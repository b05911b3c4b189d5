//! Parabolic estimator centred on a hub station.
//!
//! Occupancy peaks at the hub and falls off with the square of the stop
//! distance from it. Trains that never reach the hub are estimated with
//! the drift model instead.

use crate::domain::{RailTime, StationName, Train};

use super::drift::{DriftParams, drift_profile};
use super::EstimatorStrategy;

#[derive(Debug, Clone, PartialEq)]
pub struct ParabolicParams {
    /// Station where occupancy peaks
    pub hub: String,
    /// Occupancy at the hub
    pub peak: f64,
    /// Occupancy at the calibration stop
    pub initial: f64,
}

impl Default for ParabolicParams {
    fn default() -> Self {
        Self {
            hub: "Manggarai".to_string(),
            peak: 90.0,
            initial: 20.0,
        }
    }
}

#[derive(Debug, Clone, Default)]
pub struct ParabolicEstimator {
    params: ParabolicParams,
    fallback: DriftParams,
}

impl ParabolicEstimator {
    pub fn new(params: ParabolicParams, fallback: DriftParams) -> Self {
        Self { params, fallback }
    }

    fn hub_index(&self, train: &Train) -> Option<usize> {
        let hub = StationName::parse(&self.params.hub).ok()?;
        train.index_of(&hub).map(|idx| idx.0)
    }
}

impl EstimatorStrategy for ParabolicEstimator {
    fn name(&self) -> &'static str {
        "parabolic"
    }

    fn estimate(&self, train: &Train, at: RailTime) -> Vec<f64> {
        let Some(hub) = self.hub_index(train) else {
            return drift_profile(&self.fallback, train, at);
        };
        let n = train.len();

        // Calibrate the curve on the first stop, or on the farthest stop
        // when the hub is itself the first stop
        let span = if hub == 0 { n - 1 } else { hub };
        if span == 0 {
            return vec![self.params.peak; n];
        }
        let k = (self.params.peak - self.params.initial) / (span * span) as f64;

        (0..n)
            .map(|i| {
                let d = i.abs_diff(hub) as f64;
                self.params.peak - k * d * d
            })
            .collect()
    }
}

#[cfg(test)]
mod tests {
    use super::super::test_support::*;
    use super::*;
    use crate::occupancy::{MAX_OCCUPANCY, MIN_OCCUPANCY};

    #[test]
    fn peaks_at_hub() {
        let est = ParabolicEstimator::default();
        let train = bogor_to_kota();
        let values = est.estimate(&train, weekday("07:00"));

        // Manggarai is stop 8 of 13
        assert_eq!(values[8], 90.0);
        assert_eq!(values[0], 20.0);
        let max = values.iter().copied().fold(f64::MIN, f64::max);
        assert_eq!(max, values[8]);
        assert!(values[7] < values[8] && values[9] < values[8]);
    }

    #[test]
    fn far_side_of_hub_may_clamp() {
        let est = ParabolicEstimator::new(
            ParabolicParams {
                hub: "Depok".to_string(),
                peak: 90.0,
                initial: 20.0,
            },
            DriftParams::default(),
        );
        let map = est.predict(&bogor_to_kota(), weekday("07:00"));
        let kota = StationName::parse("Jakarta Kota").unwrap();
        assert_eq!(map.get(&kota), Some(MIN_OCCUPANCY));
        let depok = StationName::parse("Depok").unwrap();
        assert_eq!(map.get(&depok), Some(90));
        assert!(map.iter().all(|(_, v)| v <= MAX_OCCUPANCY));
    }

    #[test]
    fn hub_first_calibrates_on_last_stop() {
        let est = ParabolicEstimator::default();
        let train = make_train(
            "M",
            &[("Manggarai", "09:00"), ("Tebet", "09:04"), ("Pasar Minggu", "09:12")],
        );
        let values = est.estimate(&train, weekday("09:00"));
        assert_eq!(values, vec![90.0, 72.5, 20.0]);
    }

    #[test]
    fn without_hub_falls_back_to_drift() {
        let est = ParabolicEstimator::default();
        let train = make_train("S", &[("Tanah Abang", "11:00"), ("Serpong", "11:30")]);
        let expected = drift_profile(&DriftParams::default(), &train, weekday("11:00"));
        assert_eq!(est.estimate(&train, weekday("11:00")), expected);
    }

    #[test]
    fn single_stop_at_hub() {
        let est = ParabolicEstimator::default();
        let train = make_train("H", &[("Manggarai", "09:00")]);
        assert_eq!(est.estimate(&train, weekday("09:00")), vec![90.0]);
    }
}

[Requirement]
Take the entries above and write them out again unchanged.

[Your solution]
repository b05911b3c4b189d5
//! Parabolic estimator centred on a hub station.
//!
//! Occupancy peaks at the hub and falls off with the square of the stop
//! distance from it. Trains that never reach the hub are estimated with
//! the drift model instead.

use crate::domain::{RailTime, StationName, Train};

use super::drift::{DriftParams, drift_profile};
use super::EstimatorStrategy;

#[derive(Debug, Clone, PartialEq)]
pub struct ParabolicParams {
    /// Station where occupancy peaks
    pub hub: String,
    /// Occupancy at the hub
    pub peak: f64,
    /// Occupancy at the calibration stop
    pub initial: f64,
}

impl Default for ParabolicParams {
    fn default() -> Self {
        Self {
            hub: "Manggarai".to_string(),
            peak: 90.0,
            initial: 20.0,
        }
    }
}

#[derive(Debug, Clone, Default)]
pub struct ParabolicEstimator {
    params: ParabolicParams,
    fallback: DriftParams,
}

impl ParabolicEstimator {
    pub fn new(params: ParabolicParams, fallback: DriftParams) -> Self {
        Self { params, fallback }
    }

    fn hub_index(&self, train: &Train) -> Option<usize> {
        let hub = StationName::parse(&self.params.hub).ok()?;
        train.index_of(&hub).map(|idx| idx.0)
    }
}

impl EstimatorStrategy for ParabolicEstimator {
    fn name(&self) -> &'static str {
        "parabolic"
    }

    fn estimate(&self, train: &Train, at: RailTime) -> Vec<f64> {
        let Some(hub) = self.hub_index(train) else {
            return drift_profile(&self.fallback, train, at);
        };
        let n = train.len();

        // Calibrate the curve on the first stop, or on the farthest stop
        // when the hub is itself the first stop
        let span = if hub == 0 { n - 1 } else { hub };
        if span == 0 {
            return vec![self.params.peak; n];
        }
        let k = (self.params.peak - self.params.initial) / (span * span) as f64;

        (0..n)
            .map(|i| {
                let d = i.abs_diff(hub) as f64;
                self.params.peak - k * d * d
            })
            .collect()
    }
}

#[cfg(test)]
mod tests {
    use super::super::test_support::*;
    use super::*;
    use crate::occupancy::{MAX_OCCUPANCY, MIN_OCCUPANCY};

    #[test]
    fn peaks_at_hub() {
        let est = ParabolicEstimator::default();
        let train = bogor_to_kota();
        let values = est.estimate(&train, weekday("07:00"));

        // Manggarai is stop 8 of 13
        assert_eq!(values[8], 90.0);
        assert_eq!(values[0], 20.0);
        let max = values.iter().copied().fold(f64::MIN, f64::max);
        assert_eq!(max, values[8]);
        assert!(values[7] < values[8] && values[9] < values[8]);
    }

    #[test]
    fn far_side_of_hub_may_clamp() {
        let est = ParabolicEstimator::new(
            ParabolicParams {
                hub: "Depok".to_string(),
                peak: 90.0,
                initial: 20.0,
            },
            DriftParams::default(),
        );
        let map = est.predict(&bogor_to_kota(), weekday("07:00"));
        let kota = StationName::parse("Jakarta Kota").unwrap();
        assert_eq!(map.get(&kota), Some(MIN_OCCUPANCY));
        let depok = StationName::parse("Depok").unwrap();
        assert_eq!(map.get(&depok), Some(90));
        assert!(map.iter().all(|(_, v)| v <= MAX_OCCUPANCY));
    }

    #[test]
    fn hub_first_calibrates_on_last_stop() {
        let est = ParabolicEstimator::default();
        let train = make_train(
            "M",
            &[("Manggarai", "09:00"), ("Tebet", "09:04"), ("Pasar Minggu", "09:12")],
        );
        let values = est.estimate(&train, weekday("09:00"));
        assert_eq!(values, vec![90.0, 72.5, 20.0]);
    }

    #[test]
    fn without_hub_falls_back_to_drift() {
        let est = ParabolicEstimator::default();
        let train = make_train("S", &[("Tanah Abang", "11:00"), ("Serpong", "11:30")]);
        let expected = drift_profile(&DriftParams::default(), &train, weekday("11:00"));
        assert_eq!(est.estimate(&train, weekday("11:00")), expected);
    }

    #[test]
    fn single_stop_at_hub() {
        let est = ParabolicEstimator::default();
        let train = make_train("H", &[("Manggarai", "09:00")]);
        assert_eq!(est.estimate(&train, weekday("09:00")), vec![90.0]);
    }
}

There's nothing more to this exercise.